A Chaotic Melody

This demo creates a melody by mapping pitch values to the output of a chaotic system.

Fractals and Chaos theory are often mentioned along side each other. They are similar in both being iterative, such that the output of one cycle of the process feeds into the next cycle. This means that their 'history' affects their future rather than being random on each iteration. However, there is a significant difference between the two. Fractal systems are probabilistic, hence stochastic or indeterminate, while chaotic systems are deterministic or predictable - to a point. A chaotic system which starts with the same values will follow the same predictable path, even though it will be a complex path with no discernible repetition. An important feature of chaotic systems is that a very small variation in the starting values will result, over time, in widely divergent paths. Thus chaotic systems are very sensitive to even small changes.

For an overview of chaotic systems and their musical uses read The Computer Music Tutorial (Roads 1996) from p.886. Also read Computer Music (Dodge & Jerse 1997) from p.371.

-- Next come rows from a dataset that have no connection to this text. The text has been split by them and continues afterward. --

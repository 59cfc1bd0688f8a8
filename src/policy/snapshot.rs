//! Immutable parameter snapshots
//!
//! A [`PolicySnapshot`] is a named mapping from parameter identifier to a
//! detached tensor copy, taken at a specific point in training. Snapshots are
//! the only form in which parameters cross a boundary: rollout workers
//! receive one by value, the PPO "old policy" is refreshed from one, and the
//! Reptile meta-initialization is one. A snapshot is replaced, never mutated.

use std::collections::BTreeMap;
use std::path::Path;

use anyhow::{anyhow, Result};
use tch::Tensor;

/// Named, detached copies of a policy's parameters.
#[derive(Debug)]
pub struct PolicySnapshot {
    params: BTreeMap<String, Tensor>,
}

impl PolicySnapshot {
    /// Build a snapshot from named tensors, detaching and copying each one so
    /// the snapshot never aliases live parameters.
    pub fn from_named_tensors<I>(named: I) -> Self
    where
        I: IntoIterator<Item = (String, Tensor)>,
    {
        let params = tch::no_grad(|| {
            named
                .into_iter()
                .map(|(name, tensor)| (name, tensor.detach().copy()))
                .collect()
        });
        Self { params }
    }

    /// Look up one parameter tensor by name.
    pub fn get(&self, name: &str) -> Option<&Tensor> {
        self.params.get(name)
    }

    /// Iterate parameters in name order.
    pub fn iter(&self) -> impl Iterator<Item = (&String, &Tensor)> {
        self.params.iter()
    }

    /// Number of parameter tensors.
    pub fn len(&self) -> usize {
        self.params.len()
    }

    /// Whether the snapshot holds no parameters.
    pub fn is_empty(&self) -> bool {
        self.params.is_empty()
    }

    /// Persist the full parameter mapping to a file.
    pub fn save<P: AsRef<Path>>(&self, path: P) -> Result<()> {
        let named: Vec<(&str, &Tensor)> =
            self.params.iter().map(|(name, tensor)| (name.as_str(), tensor)).collect();
        Tensor::save_multi(&named, path.as_ref())
            .map_err(|e| anyhow!("failed to save snapshot to {:?}: {e}", path.as_ref()))
    }

    /// Load a parameter mapping previously written by [`save`](Self::save).
    pub fn load<P: AsRef<Path>>(path: P) -> Result<Self> {
        let named = Tensor::load_multi(path.as_ref())
            .map_err(|e| anyhow!("failed to load snapshot from {:?}: {e}", path.as_ref()))?;
        Ok(Self::from_named_tensors(named))
    }
}

impl Clone for PolicySnapshot {
    fn clone(&self) -> Self {
        let params = tch::no_grad(|| {
            self.params
                .iter()
                .map(|(name, tensor)| (name.clone(), tensor.copy()))
                .collect()
        });
        Self { params }
    }
}

#[cfg(test)]
mod tests {
    use super::*;

    fn sample() -> PolicySnapshot {
        PolicySnapshot::from_named_tensors([
            ("fc.weight".to_string(), Tensor::from_slice(&[1.0f32, 2.0, 3.0])),
            ("fc.bias".to_string(), Tensor::from_slice(&[0.5f32])),
        ])
    }

    #[test]
    fn test_snapshot_detaches_from_source() {
        let mut source = Tensor::from_slice(&[1.0f32, 2.0]);
        let snapshot =
            PolicySnapshot::from_named_tensors([("w".to_string(), source.shallow_clone())]);

        tch::no_grad(|| {
            source.copy_(&Tensor::from_slice(&[11.0f32, 12.0]));
        });

        let stored: Vec<f32> = Vec::try_from(snapshot.get("w").unwrap().copy()).unwrap();
        assert_eq!(stored, vec![1.0, 2.0]);
    }

    #[test]
    fn test_clone_is_deep() {
        let snapshot = sample();
        let cloned = snapshot.clone();

        tch::no_grad(|| {
            let mut t = snapshot.get("fc.bias").unwrap().shallow_clone();
            t.copy_(&Tensor::from_slice(&[9.0f32]));
        });

        let original: Vec<f32> = Vec::try_from(cloned.get("fc.bias").unwrap().copy()).unwrap();
        assert_eq!(original, vec![0.5]);
    }

    #[test]
    fn test_save_and_load_roundtrip() {
        let dir = tempfile::tempdir().unwrap();
        let path = dir.path().join("snapshot.pt");

        let snapshot = sample();
        snapshot.save(&path).unwrap();

        let loaded = PolicySnapshot::load(&path).unwrap();
        assert_eq!(loaded.len(), 2);
        let weight: Vec<f32> = Vec::try_from(loaded.get("fc.weight").unwrap().copy()).unwrap();
        assert_eq!(weight, vec![1.0, 2.0, 3.0]);
    }
}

Click here to view source. .

To hear the result play the MIDI file below.

Let's have a closer look.

import jm.JMC;
import jm.music.data.*;
import jm.midi.*;

Lines 1-4 import useful packages that we need to use in the program. The first import statement gets a standard Java class used for error messages. The rest of the statements import the jMusic classes (take another look at the package documentation to work out what gets imported from where -> PACKAGES).

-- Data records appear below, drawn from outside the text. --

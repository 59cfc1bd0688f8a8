//! Objective computation
//!
//! Loss terms over batched tensors: the vanilla policy-gradient loss, the
//! PPO clipped surrogate, the entropy bonus, and the smooth-L1 critic loss.
//! One [`Reduction`] convention is applied to every term.

use tch::{Kind, Tensor};

use crate::train::config::Reduction;

fn reduce(t: &Tensor, reduction: Reduction) -> Tensor {
    match reduction {
        Reduction::Sum => t.sum(Kind::Float),
        Reduction::Mean => t.mean(Kind::Float),
    }
}

/// Vanilla policy-gradient loss: `-Σ log π(a|s) · advantage`.
pub fn policy_gradient_loss(
    log_probs: &Tensor,
    advantages: &Tensor,
    reduction: Reduction,
) -> Tensor {
    -reduce(&(log_probs * advantages), reduction)
}

/// PPO clipped-surrogate loss.
///
/// `old_log_probs` must come from the frozen snapshot that collected the
/// rollouts; it is detached here so no gradient flows into the old policy.
/// When old and current policies coincide (the first outer batch) the ratio
/// is 1 everywhere and the clipped and unclipped surrogates collapse to the
/// same value.
pub fn clipped_surrogate_loss(
    log_probs: &Tensor,
    old_log_probs: &Tensor,
    advantages: &Tensor,
    epsilon: f64,
    reduction: Reduction,
) -> Tensor {
    let ratios = (log_probs - old_log_probs.detach()).exp();
    let unclipped = &ratios * advantages;
    let clipped = ratios.clamp(1.0 - epsilon, 1.0 + epsilon) * advantages;
    -reduce(&unclipped.minimum(&clipped), reduction)
}

/// Entropy bonus: the negative entropy of the current action distribution.
///
/// Added to the total loss (scaled by the schedule's coefficient) so that
/// minimizing the total keeps entropy up and discourages premature
/// convergence.
pub fn entropy_loss(entropy: &Tensor, reduction: Reduction) -> Tensor {
    -reduce(entropy, reduction)
}

/// Smooth-L1 (Huber) regression loss between critic predictions and targets.
pub fn critic_loss(values: &Tensor, targets: &Tensor, reduction: Reduction) -> Tensor {
    let reduction = match reduction {
        Reduction::Sum => tch::Reduction::Sum,
        Reduction::Mean => tch::Reduction::Mean,
    };
    values.smooth_l1_loss(targets, reduction, 1.0)
}

#[cfg(test)]
mod tests {
    use super::*;

    fn scalar(t: &Tensor) -> f64 {
        f64::try_from(t).unwrap()
    }

    #[test]
    fn test_policy_gradient_loss_sign_and_reduction() {
        let log_probs = Tensor::from_slice(&[-1.0f32, -2.0]);
        let advantages = Tensor::from_slice(&[1.0f32, 2.0]);

        let sum = policy_gradient_loss(&log_probs, &advantages, Reduction::Sum);
        let mean = policy_gradient_loss(&log_probs, &advantages, Reduction::Mean);

        // -(-1*1 + -2*2) = 5, mean halves it.
        assert!((scalar(&sum) - 5.0).abs() < 1e-6);
        assert!((scalar(&mean) - 2.5).abs() < 1e-6);
    }

    #[test]
    fn test_identical_policies_give_neutral_ratio() {
        let log_probs = Tensor::from_slice(&[-0.7f32, -1.3, -0.2]);
        let advantages = Tensor::from_slice(&[0.5f32, -1.0, 2.0]);

        let surrogate = clipped_surrogate_loss(
            &log_probs,
            &log_probs,
            &advantages,
            0.2,
            Reduction::Sum,
        );

        // Ratio 1 everywhere: the surrogate reduces to -Σ advantages.
        let expected = -scalar(&advantages.sum(Kind::Float));
        assert!((scalar(&surrogate) - expected).abs() < 1e-6);
    }

    #[test]
    fn test_clipping_caps_positive_advantage_gain() {
        let epsilon = 0.1;
        // Ratio well above 1 + epsilon.
        let log_probs = Tensor::from_slice(&[0.0f32]);
        let old_log_probs = Tensor::from_slice(&[-1.0f32]);
        let advantages = Tensor::from_slice(&[2.0f32]);

        let clipped = clipped_surrogate_loss(
            &log_probs,
            &old_log_probs,
            &advantages,
            epsilon,
            Reduction::Sum,
        );

        // The clipped surrogate is bounded by (1 + epsilon) * advantage even
        // though the raw ratio is e ≈ 2.72.
        assert!((scalar(&clipped) + (1.0 + epsilon) * 2.0).abs() < 1e-6);

        let unclipped_gain = (1.0f64).exp() * 2.0;
        assert!(scalar(&clipped).abs() < unclipped_gain);
    }

    #[test]
    fn test_clipping_keeps_pessimistic_bound_below_ratio() {
        let epsilon = 0.2;
        let log_probs = Tensor::from_slice(&[-2.0f32]);
        let old_log_probs = Tensor::from_slice(&[0.0f32]);
        let advantages = Tensor::from_slice(&[-1.5f32]);

        // Negative advantage with a shrinking ratio: the minimum picks the
        // unclipped (more pessimistic) branch.
        let loss = clipped_surrogate_loss(
            &log_probs,
            &old_log_probs,
            &advantages,
            epsilon,
            Reduction::Sum,
        );
        let ratio = (-2.0f64).exp();
        let clipped_branch = (1.0 - epsilon) * -1.5;
        let unclipped_branch = ratio * -1.5;
        let expected = -unclipped_branch.min(clipped_branch);
        assert!((scalar(&loss) - expected).abs() < 1e-6);
    }

    #[test]
    fn test_entropy_loss_is_negated() {
        let entropy = Tensor::from_slice(&[0.5f32, 1.5]);
        assert!((scalar(&entropy_loss(&entropy, Reduction::Sum)) + 2.0).abs() < 1e-6);
        assert!((scalar(&entropy_loss(&entropy, Reduction::Mean)) + 1.0).abs() < 1e-6);
    }

    #[test]
    fn test_critic_loss_is_huber() {
        let values = Tensor::from_slice(&[0.0f32, 0.0]);
        let targets = Tensor::from_slice(&[0.5f32, 4.0]);

        // |err| < 1 is quadratic (0.5 * 0.25), |err| >= 1 is linear (4 - 0.5).
        let expected = 0.5 * 0.25 + 3.5;
        let loss = critic_loss(&values, &targets, Reduction::Sum);
        assert!((scalar(&loss) - expected).abs() < 1e-5);
    }
}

public final class Chaos implements JMC{
	public static void main(String[] args){
		Score Score = new Score("JMDemo - Chaos");
		Part inst = new Part("Piano", 0, PIANO);
		Phrase phr = new Phrase(0.0);
		double xold = 0.0; // initial x position
		double x, y; // temp variables
		double yold = 0.0; // initial y position

All the work is done in the main method which starts here. This section of the method sets up the attributes to be used. First the usual suspects of Score, Part, and Phrase. Then a number of variables which will be used by the fractal algorithm are set up. XOLD is the past x value, and YOLD is the past y value, which are later given starting values. The details of the algorithm will not be discussed here - refer to the references above (or others) for details on the math.

	   double a = 1.4;
	   double b = 0.3;

The initial values for the system are set with these two lines. Some initial values will result in oscillating (repeating) output while others result in never-ending change. These values are of the latter sort (they come from the Dodge and Jerse book, Computer Music). As already mentioned even very small changes to these values will produce widely different results - try it!

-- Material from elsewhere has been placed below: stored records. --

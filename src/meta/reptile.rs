//! Reptile outer loop
//!
//! Maintains a meta-initialization snapshot across tasks. Each meta-iteration
//! adapts a copy of the initialization to one sampled task with the inner
//! [`Trainer`], then moves the initialization a fraction `meta_lr` of the way
//! toward the adapted parameters. A moving window over the per-task cumulative
//! rewards decides when the current initialization is worth checkpointing.

use std::fs;
use std::path::PathBuf;

use anyhow::{anyhow, bail, Result};
use serde::{Deserialize, Serialize};

use crate::env::Environment;
use crate::policy::{ActorCriticConfig, PolicySnapshot};
use crate::train::{TrainConfig, Trainer};

/// Filler score for unvisited window slots and the initial best score.
///
/// Finite on purpose: a window mean over `-inf` slots would itself be `-inf`
/// regardless of the real scores mixed in, which would defeat the
/// improvement test for the first few iterations.
pub const SCORE_SENTINEL: f64 = -9_999_999.0;

/// Hyperparameters for the outer meta-training loop.
#[derive(Debug, Clone, Serialize, Deserialize)]
pub struct MetaConfig {
    /// Number of task adaptations
    pub num_meta_iterations: usize,

    /// Interpolation step toward the adapted parameters, in [0, 1]
    pub meta_lr: f64,

    /// Window length for the moving-average improvement test
    pub reward_window: usize,

    /// Where to write initialization checkpoints; `None` disables them
    pub checkpoint_dir: Option<PathBuf>,
}

impl Default for MetaConfig {
    fn default() -> Self {
        Self {
            num_meta_iterations: 20,
            meta_lr: 0.1,
            reward_window: 5,
            checkpoint_dir: None,
        }
    }
}

impl MetaConfig {
    /// Default configuration.
    pub fn new() -> Self {
        Self::default()
    }

    /// Validate hyperparameter ranges.
    pub fn validate(&self) -> Result<()> {
        if self.num_meta_iterations == 0 {
            bail!("num_meta_iterations must be positive");
        }
        if !(0.0..=1.0).contains(&self.meta_lr) {
            bail!("meta_lr must be in [0, 1]");
        }
        if self.reward_window == 0 {
            bail!("reward_window must be positive");
        }
        Ok(())
    }

    /// Set the number of meta-iterations.
    pub fn num_meta_iterations(mut self, n: usize) -> Self {
        self.num_meta_iterations = n;
        self
    }

    /// Set the interpolation step.
    pub fn meta_lr(mut self, meta_lr: f64) -> Self {
        self.meta_lr = meta_lr;
        self
    }

    /// Set the moving-average window length.
    pub fn reward_window(mut self, window: usize) -> Self {
        self.reward_window = window;
        self
    }

    /// Enable checkpointing into the given directory.
    pub fn checkpoint_dir<P: Into<PathBuf>>(mut self, dir: P) -> Self {
        self.checkpoint_dir = Some(dir.into());
        self
    }
}

/// Interpolate between two parameter snapshots:
/// `new = init + meta_lr · (adapted − init)` per parameter.
///
/// Returns a fresh snapshot aliasing neither input. `meta_lr` 0 reproduces
/// `init`, 1 reproduces `adapted`.
pub fn interpolate(
    init: &PolicySnapshot,
    adapted: &PolicySnapshot,
    meta_lr: f64,
) -> Result<PolicySnapshot> {
    tch::no_grad(|| {
        let mut params = Vec::with_capacity(init.len());
        for (name, old) in init.iter() {
            let new = adapted
                .get(name)
                .ok_or_else(|| anyhow!("adapted parameters are missing {name:?}"))?;
            params.push((name.clone(), old + (new - old) * meta_lr));
        }
        Ok(PolicySnapshot::from_named_tensors(params))
    })
}

/// Observable output of one meta-training run.
#[derive(Debug, Clone, Default, Serialize, Deserialize)]
pub struct MetaOutcome {
    /// Cumulative inner-run reward per meta-iteration
    pub cumulative_rewards: Vec<f64>,

    /// Meta-iterations at which the window mean strictly improved
    pub improvement_iterations: Vec<usize>,

    /// Checkpoint files written, in order
    pub checkpoints: Vec<PathBuf>,
}

/// Rotating score window seeded with [`SCORE_SENTINEL`].
struct ScoreWindow {
    scores: Vec<f64>,
    next: usize,
}

impl ScoreWindow {
    fn new(size: usize) -> Self {
        Self { scores: vec![SCORE_SENTINEL; size], next: 0 }
    }

    fn push(&mut self, score: f64) {
        self.scores[self.next] = score;
        self.next = (self.next + 1) % self.scores.len();
    }

    fn mean(&self) -> f64 {
        self.scores.iter().sum::<f64>() / self.scores.len() as f64
    }
}

/// Reptile meta-trainer over a family of tasks.
pub struct ReptileTrainer {
    config: MetaConfig,
    trainer: Trainer,
    init: PolicySnapshot,
}

impl ReptileTrainer {
    /// Build a meta-trainer; the inner trainer's freshly initialized policy
    /// becomes the starting meta-initialization.
    pub fn new(
        config: MetaConfig,
        train_config: TrainConfig,
        arch: ActorCriticConfig,
    ) -> Result<Self> {
        config.validate()?;
        let trainer = Trainer::new(train_config, arch)?;
        let init = trainer.policy().snapshot();
        Ok(Self { config, trainer, init })
    }

    /// The current meta-initialization.
    pub fn meta_initialization(&self) -> &PolicySnapshot {
        &self.init
    }

    /// Run the full outer loop, drawing one task per meta-iteration from
    /// `sample_task`.
    ///
    /// After the last iteration the final initialization is loaded back into
    /// the inner policy and, when a checkpoint directory is configured,
    /// persisted alongside the per-improvement checkpoints.
    pub fn run<E, F>(&mut self, mut sample_task: F) -> Result<MetaOutcome>
    where
        E: Environment + Send + 'static,
        F: FnMut(usize) -> E,
    {
        if let Some(dir) = &self.config.checkpoint_dir {
            fs::create_dir_all(dir)
                .map_err(|e| anyhow!("failed to create checkpoint dir {dir:?}: {e}"))?;
        }

        let mut window = ScoreWindow::new(self.config.reward_window);
        let mut best = SCORE_SENTINEL;
        let mut outcome = MetaOutcome::default();

        for meta_iteration in 0..self.config.num_meta_iterations {
            let env = sample_task(meta_iteration);

            // Adapt a copy of the initialization; stale optimizer moments
            // from the previous task must not leak into this one.
            self.trainer.load_policy_snapshot(&self.init)?;
            self.trainer.reset_optimizer()?;
            let run = self.trainer.train(&env)?;

            let adapted = self.trainer.policy().snapshot();
            self.init = interpolate(&self.init, &adapted, self.config.meta_lr)?;

            let score = run.cumulative_reward();
            outcome.cumulative_rewards.push(score);
            window.push(score);

            let window_mean = window.mean();
            if window_mean > best {
                best = window_mean;
                outcome.improvement_iterations.push(meta_iteration);
                if let Some(dir) = &self.config.checkpoint_dir {
                    let path = dir.join(format!("meta_init_{meta_iteration:04}.pt"));
                    self.init.save(&path)?;
                    outcome.checkpoints.push(path);
                }
            }

            tracing::info!(meta_iteration, score, window_mean, "meta progress");
        }

        self.trainer.load_policy_snapshot(&self.init)?;
        if let Some(dir) = &self.config.checkpoint_dir {
            let path = dir.join("meta_init_final.pt");
            self.init.save(&path)?;
            outcome.checkpoints.push(path);
        }

        Ok(outcome)
    }
}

	    for(short i=0;i<48;i++){
			x = 1 + yold - a * xold * xold;
			y = b * xold;
			Note note = new Note((int)(x*36)+48, Q);
			xold = x;
			yold = y;

As you can see above, the maths for chaos theory is really quite straight forward - especially compared to Fractal theory. Just two lines. The x value only is used in the output and is mapped to pitch, each note is a quaver [eighth note] in length. Notice that because the math calculates in floating point numbers the result is cast (converted) to an integer - this is what the '(int)' does. The value is multiplied by 36 then has 48 added to it to bring it into a 'reasonable' range for MIDI notes from the C below middle C up three octaves. After the note is created and added to the phrase the values of x and y are stored as previous values and the loop continues until 48 notes are created.

		// add the part that to a score
		// create a MIDI file of the score
		Write.midi(score, "chaos.mid");

By this stage of the tutorial this final section should be quite familiar. The phrase is added to a part which is added to the score. Then the score is converted to a standard MIDI file (SMF) and written to disk with the name 'chaos.mid'.